L'utilisation de ma trousse d'analyse EZ Test était assez simple. Tout ce que j'avais à faire, c'est de comparer le résultat à une charte de couleurs pour connaître le pourcentage de pureté (ou d'impureté) d'une substance. Il ne me fallait qu'environ 30 secondes. Pour la coke, plus la couleur est foncée, plus le produit est pur. Mais la plupart des filles semblaient avoir choisi la MDMA. La qualité des échantillons que j'ai analysés était plutôt faible : de 20 à 40 %. Par chance pour moi — et pour la fille qui avait caché sa coke dans un tampon —, la sécurité au festival était relâchée. J'ai pu entrer avec mon matériel sans problème. Pour éviter de mettre en évidence la consommation de drogues dans un festival en particulier, on ne le nommera pas. Disons que c'était un festival d'un jour à Londres où se produisaient surtout des groupes de dance.

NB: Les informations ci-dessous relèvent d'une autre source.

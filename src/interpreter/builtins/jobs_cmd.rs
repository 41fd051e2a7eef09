//! Job-control builtins: jobs, fg, bg, wait, disown, kill, suspend.

use nix::sys::signal::{kill, killpg, Signal};
use nix::unistd::Pid;

use crate::interpreter::builtins::usage_error;
use crate::interpreter::control_flow::ExecOutcome;
use crate::interpreter::errors::ExecError;
use crate::interpreter::interpreter::Interpreter;
use crate::interpreter::job_control::{give_terminal_to, JobState};
use crate::interpreter::signals::{resolve_signal, signal_listing};

pub fn handle_jobs(interp: &mut Interpreter, args: &[String]) -> Result<ExecOutcome, ExecError> {
    interp.jobs.reap();
    let pids_only = args.iter().any(|a| a == "-p");
    let long = args.iter().any(|a| a == "-l");
    let current = interp.jobs.current().map(|j| j.id);
    let previous = interp.jobs.previous().map(|j| j.id);
    for job in interp.jobs.jobs() {
        if pids_only {
            println!("{}", job.pgid);
            continue;
        }
        let marker = if Some(job.id) == current {
            '+'
        } else if Some(job.id) == previous {
            '-'
        } else {
            ' '
        };
        if long {
            println!(
                "[{}]{} {} {:<24} {}",
                job.id, marker, job.pgid, job.state_label(), job.command
            );
        } else {
            println!("[{}]{}  {:<24} {}", job.id, marker, job.state_label(), job.command);
        }
    }
    Ok(ExecOutcome::success())
}

fn resolve_job(interp: &mut Interpreter, spec: Option<&String>) -> Option<usize> {
    match spec {
        None => interp.jobs.current().map(|j| j.id),
        Some(s) if s.starts_with('%') => interp.jobs.resolve_spec(s),
        Some(s) => {
            // A plain pid belonging to a job.
            let pid: i32 = s.parse().ok()?;
            interp.jobs.jobs().iter().find(|j| j.pids.contains(&pid)).map(|j| j.id)
        }
    }
}

pub fn handle_fg(interp: &mut Interpreter, args: &[String]) -> Result<ExecOutcome, ExecError> {
    interp.jobs.reap();
    let id = match resolve_job(interp, args.first()) {
        Some(id) => id,
        None => {
            interp.diagnostic("fg: no current job");
            return Ok(ExecOutcome::status(1));
        }
    };
    let (pgid, command) = match interp.jobs.get(id) {
        Some(j) => (j.pgid, j.command.clone()),
        None => return Ok(ExecOutcome::status(1)),
    };
    println!("{}", command);
    give_terminal_to(pgid);
    let _ = killpg(Pid::from_raw(pgid), Signal::SIGCONT);
    if let Some(job) = interp.jobs.get_mut(id) {
        job.state = JobState::Running;
    }
    let status = interp.jobs.wait_job(id);
    give_terminal_to(interp.shell_pgid);
    Ok(ExecOutcome::status(status))
}

pub fn handle_bg(interp: &mut Interpreter, args: &[String]) -> Result<ExecOutcome, ExecError> {
    interp.jobs.reap();
    let id = match resolve_job(interp, args.first()) {
        Some(id) => id,
        None => {
            interp.diagnostic("bg: no current job");
            return Ok(ExecOutcome::status(1));
        }
    };
    match interp.jobs.get_mut(id) {
        Some(job) => {
            job.state = JobState::Running;
            let pgid = job.pgid;
            let command = job.command.clone();
            let _ = killpg(Pid::from_raw(pgid), Signal::SIGCONT);
            println!("[{}]+ {} &", id, command);
            Ok(ExecOutcome::success())
        }
        None => Ok(ExecOutcome::status(1)),
    }
}

pub fn handle_wait(interp: &mut Interpreter, args: &[String]) -> Result<ExecOutcome, ExecError> {
    if args.is_empty() {
        // Wait for every child.
        loop {
            match nix::sys::wait::wait() {
                Ok(status) => {
                    let code = crate::interpreter::process::decode_wait_status(status);
                    interp.env.last_status = code;
                }
                Err(_) => break,
            }
        }
        let ids: Vec<usize> = interp.jobs.jobs().iter().map(|j| j.id).collect();
        for id in ids {
            interp.jobs.remove(id);
        }
        return Ok(ExecOutcome::success());
    }

    let mut status = 0;
    for spec in args {
        match resolve_job(interp, Some(spec)) {
            Some(id) => status = interp.jobs.wait_job(id),
            None => {
                // A raw pid that never became a job.
                match spec.parse::<i32>() {
                    Ok(pid) => status = crate::interpreter::process::wait_for_pid(pid),
                    Err(_) => {
                        interp.diagnostic(&format!("wait: {}: not a pid or valid job spec", spec));
                        status = 127;
                    }
                }
            }
        }
    }
    Ok(ExecOutcome::status(status))
}

pub fn handle_disown(interp: &mut Interpreter, args: &[String]) -> Result<ExecOutcome, ExecError> {
    if args.iter().any(|a| a == "-a") {
        let ids: Vec<usize> = interp.jobs.jobs().iter().map(|j| j.id).collect();
        for id in ids {
            interp.jobs.remove(id);
        }
        return Ok(ExecOutcome::success());
    }
    let mut status = 0;
    let specs: Vec<&String> = args.iter().filter(|a| !a.starts_with('-')).collect();
    if specs.is_empty() {
        match interp.jobs.current().map(|j| j.id) {
            Some(id) => interp.jobs.remove(id),
            None => {
                interp.diagnostic("disown: no current job");
                status = 1;
            }
        }
        return Ok(ExecOutcome::status(status));
    }
    for spec in specs {
        match resolve_job(interp, Some(spec)) {
            Some(id) => interp.jobs.remove(id),
            None => {
                interp.diagnostic(&format!("disown: {}: no such job", spec));
                status = 1;
            }
        }
    }
    Ok(ExecOutcome::status(status))
}

pub fn handle_kill(interp: &mut Interpreter, args: &[String]) -> Result<ExecOutcome, ExecError> {
    if args.first().map(|a| a.as_str()) == Some("-l") {
        match args.get(1) {
            Some(spec) => match resolve_signal(spec) {
                Some(sig) => println!("{}", sig.as_str().trim_start_matches("SIG")),
                None => {
                    // A 128+N exit status maps back to its signal name.
                    let n: i32 = spec.parse().unwrap_or(-1);
                    match Signal::try_from(if n > 128 { n - 128 } else { n }) {
                        Ok(sig) => println!("{}", sig.as_str().trim_start_matches("SIG")),
                        Err(_) => {
                            interp.diagnostic(&format!("kill: {}: invalid signal spec", spec));
                            return Ok(ExecOutcome::status(1));
                        }
                    }
                }
            },
            None => {
                let listing = signal_listing();
                for chunk in listing.chunks(5) {
                    let line: Vec<String> =
                        chunk.iter().map(|(n, name)| format!("{:>2}) SIG{}", n, name)).collect();
                    println!("{}", line.join("\t"));
                }
            }
        }
        return Ok(ExecOutcome::success());
    }

    let mut signal = Signal::SIGTERM;
    let mut targets: Vec<&String> = Vec::new();
    let mut i = 0usize;
    while i < args.len() {
        let arg = &args[i];
        if arg == "-s" || arg == "-n" {
            match args.get(i + 1).and_then(|s| resolve_signal(s)) {
                Some(sig) => signal = sig,
                None => return usage_error(interp, "kill: invalid signal specification"),
            }
            i += 2;
            continue;
        }
        if arg == "--" {
            targets.extend(args[i + 1..].iter());
            break;
        }
        if let Some(spec) = arg.strip_prefix('-') {
            if !spec.is_empty() {
                if let Some(sig) = resolve_signal(spec) {
                    signal = sig;
                    i += 1;
                    continue;
                }
            }
        }
        targets.push(arg);
        i += 1;
    }

    if targets.is_empty() {
        return usage_error(interp, "kill: usage: kill [-s sigspec | -sigspec] pid | %job ...");
    }

    let mut status = 0;
    for target in targets {
        if target.starts_with('%') {
            match interp.jobs.resolve_spec(target) {
                Some(id) => {
                    if let Err(e) = interp.jobs.signal_job(id, signal) {
                        interp.diagnostic(&format!("kill: {}: {}", target, e.desc()));
                        status = 1;
                    }
                }
                None => {
                    interp.diagnostic(&format!("kill: {}: no such job", target));
                    status = 1;
                }
            }
            continue;
        }
        match target.parse::<i32>() {
            Ok(pid) => {
                if let Err(e) = kill(Pid::from_raw(pid), signal) {
                    interp.diagnostic(&format!("kill: ({}) - {}", pid, e.desc()));
                    status = 1;
                }
            }
            Err(_) => {
                interp.diagnostic(&format!("kill: {}: arguments must be process or job IDs", target));
                status = 1;
            }
        }
    }
    Ok(ExecOutcome::status(status))
}

pub fn handle_suspend(interp: &mut Interpreter, _args: &[String]) -> Result<ExecOutcome, ExecError> {
    if let Err(e) = kill(nix::unistd::getpid(), Signal::SIGSTOP) {
        interp.diagnostic(&format!("suspend: {}", e.desc()));
        return Ok(ExecOutcome::status(1));
    }
    Ok(ExecOutcome::success())
}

Trouver un coin semi-privé dans un festival envahi par des milliers de personnes n'est pas chose aisée. J'ai essayé de repérer des festivalières équipées de bouteilles d'eau. En plus des sucettes et des T-shirts acid house, s'il y a une chose qui trahit les raveurs partout dans le monde, c'est la bouteille d'eau qu'ils tiennent fermement dans leur main moite. Sans surprise, plusieurs se sont méfiés quand je les ai approchés avec mon matériel en leur demandant s'ils avaient de la drogue. Une fille a regardé dans tous les sens comme si elle s'attendait à voir des policiers surgir. Mais beaucoup ont joué le je.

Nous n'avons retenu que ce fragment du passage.